Data excerpts:

* * * * *

//! Registered application records.

use std::fmt;
use std::str::FromStr;

use chrono::{DateTime, Utc};
use serde::{Deserialize, Serialize};

use crate::identity::IdentityId;

/// Id of the built-in client that owns personal access tokens.
pub const PERSONAL_CLIENT_ID: &str = "__personal_access_token";

/// Whether the client can keep a secret.
#[derive(Debug, Clone, Copy, PartialEq, Eq, Serialize, Deserialize)]
#[serde(rename_all = "lowercase")]
pub enum ClientType {
    /// Browser or mobile app; relies on PKCE.
    Public,
    /// Server-side app; authenticates with its secret.
    Private,
}

impl ClientType {
    #[must_use]
    pub const fn as_str(self) -> &'static str {
        match self {
            Self::Public => "public",
            Self::Private => "private",
        }
    }
}

impl fmt::Display for ClientType {
    fn fmt(&self, f: &mut fmt::Formatter<'_>) -> fmt::Result {
        f.write_str(self.as_str())
    }
}

impl FromStr for ClientType {
    type Err = String;

    fn from_str(s: &str) -> Result<Self, Self::Err> {
        match s {
            "public" => Ok(Self::Public),
            "private" => Ok(Self::Private),
            other => Err(format!("unknown client type '{other}'")),
        }
    }
}

/// Admin approval state.
#[derive(Debug, Clone, Copy, PartialEq, Eq, Serialize, Deserialize)]
#[serde(rename_all = "lowercase")]
pub enum ClientStatus {
    Draft,
    Published,
}

/// An OAuth client application.
#[derive(Clone, PartialEq, Eq, Serialize, Deserialize)]
pub struct Client {
    pub id: String,
    pub secret: Option<String>,
    pub client_type: ClientType,
    pub redirect_uris: Vec<String>,
    pub name: String,
    pub description: String,
    pub status: ClientStatus,
    pub owner: Option<IdentityId>,
    pub created_at: DateTime<Utc>,
}

impl Client {
    /// The Personal Client singleton.
    #[must_use]
    pub fn personal() -> Self {
        Self {
            id: PERSONAL_CLIENT_ID.to_owned(),
            secret: None,
            client_type: ClientType::Private,
            redirect_uris: Vec::new(),
            name: "Personal Access Token".to_owned(),
            description: "Personal access token manually created by the user.".to_owned(),
            status: ClientStatus::Published,
            owner: None,
            created_at: DateTime::<Utc>::UNIX_EPOCH,
        }
    }

    #[must_use]
    pub fn is_personal(&self) -> bool {
        self.id == PERSONAL_CLIENT_ID
    }

    /// Whether the client may be used to authenticate end users.
    #[must_use]
    pub fn is_active(&self) -> bool {
        self.is_personal() || self.status == ClientStatus::Published
    }

    /// Confidential clients must authenticate at the token endpoint.
    #[must_use]
    pub fn requires_secret(&self) -> bool {
        !self.is_personal() && self.client_type == ClientType::Private
    }
}

impl fmt::Debug for Client {
    fn fmt(&self, f: &mut fmt::Formatter<'_>) -> fmt::Result {
        f.debug_struct("Client")
            .field("id", &self.id)
            .field("client_type", &self.client_type)
            .field("redirect_uris", &self.redirect_uris)
            .field("name", &self.name)
            .field("status", &self.status)
            .field("owner", &self.owner)
            .finish()
    }
}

* * * * *

▸ Work to complete: Reproduce every entry shown above, precisely as it stands.

▸ Result for this exercise:
//! Registered application records.

use std::fmt;
use std::str::FromStr;

use chrono::{DateTime, Utc};
use serde::{Deserialize, Serialize};

use crate::identity::IdentityId;

/// Id of the built-in client that owns personal access tokens.
pub const PERSONAL_CLIENT_ID: &str = "__personal_access_token";

/// Whether the client can keep a secret.
#[derive(Debug, Clone, Copy, PartialEq, Eq, Serialize, Deserialize)]
#[serde(rename_all = "lowercase")]
pub enum ClientType {
    /// Browser or mobile app; relies on PKCE.
    Public,
    /// Server-side app; authenticates with its secret.
    Private,
}

impl ClientType {
    #[must_use]
    pub const fn as_str(self) -> &'static str {
        match self {
            Self::Public => "public",
            Self::Private => "private",
        }
    }
}

impl fmt::Display for ClientType {
    fn fmt(&self, f: &mut fmt::Formatter<'_>) -> fmt::Result {
        f.write_str(self.as_str())
    }
}

impl FromStr for ClientType {
    type Err = String;

    fn from_str(s: &str) -> Result<Self, Self::Err> {
        match s {
            "public" => Ok(Self::Public),
            "private" => Ok(Self::Private),
            other => Err(format!("unknown client type '{other}'")),
        }
    }
}

/// Admin approval state.
#[derive(Debug, Clone, Copy, PartialEq, Eq, Serialize, Deserialize)]
#[serde(rename_all = "lowercase")]
pub enum ClientStatus {
    Draft,
    Published,
}

/// An OAuth client application.
#[derive(Clone, PartialEq, Eq, Serialize, Deserialize)]
pub struct Client {
    pub id: String,
    pub secret: Option<String>,
    pub client_type: ClientType,
    pub redirect_uris: Vec<String>,
    pub name: String,
    pub description: String,
    pub status: ClientStatus,
    pub owner: Option<IdentityId>,
    pub created_at: DateTime<Utc>,
}

impl Client {
    /// The Personal Client singleton.
    #[must_use]
    pub fn personal() -> Self {
        Self {
            id: PERSONAL_CLIENT_ID.to_owned(),
            secret: None,
            client_type: ClientType::Private,
            redirect_uris: Vec::new(),
            name: "Personal Access Token".to_owned(),
            description: "Personal access token manually created by the user.".to_owned(),
            status: ClientStatus::Published,
            owner: None,
            created_at: DateTime::<Utc>::UNIX_EPOCH,
        }
    }

    #[must_use]
    pub fn is_personal(&self) -> bool {
        self.id == PERSONAL_CLIENT_ID
    }

    /// Whether the client may be used to authenticate end users.
    #[must_use]
    pub fn is_active(&self) -> bool {
        self.is_personal() || self.status == ClientStatus::Published
    }

    /// Confidential clients must authenticate at the token endpoint.
    #[must_use]
    pub fn requires_secret(&self) -> bool {
        !self.is_personal() && self.client_type == ClientType::Private
    }
}

impl fmt::Debug for Client {
    fn fmt(&self, f: &mut fmt::Formatter<'_>) -> fmt::Result {
        f.debug_struct("Client")
            .field("id", &self.id)
            .field("client_type", &self.client_type)
            .field("redirect_uris", &self.redirect_uris)
            .field("name", &self.name)
            .field("status", &self.status)
            .field("owner", &self.owner)
            .finish()
    }
}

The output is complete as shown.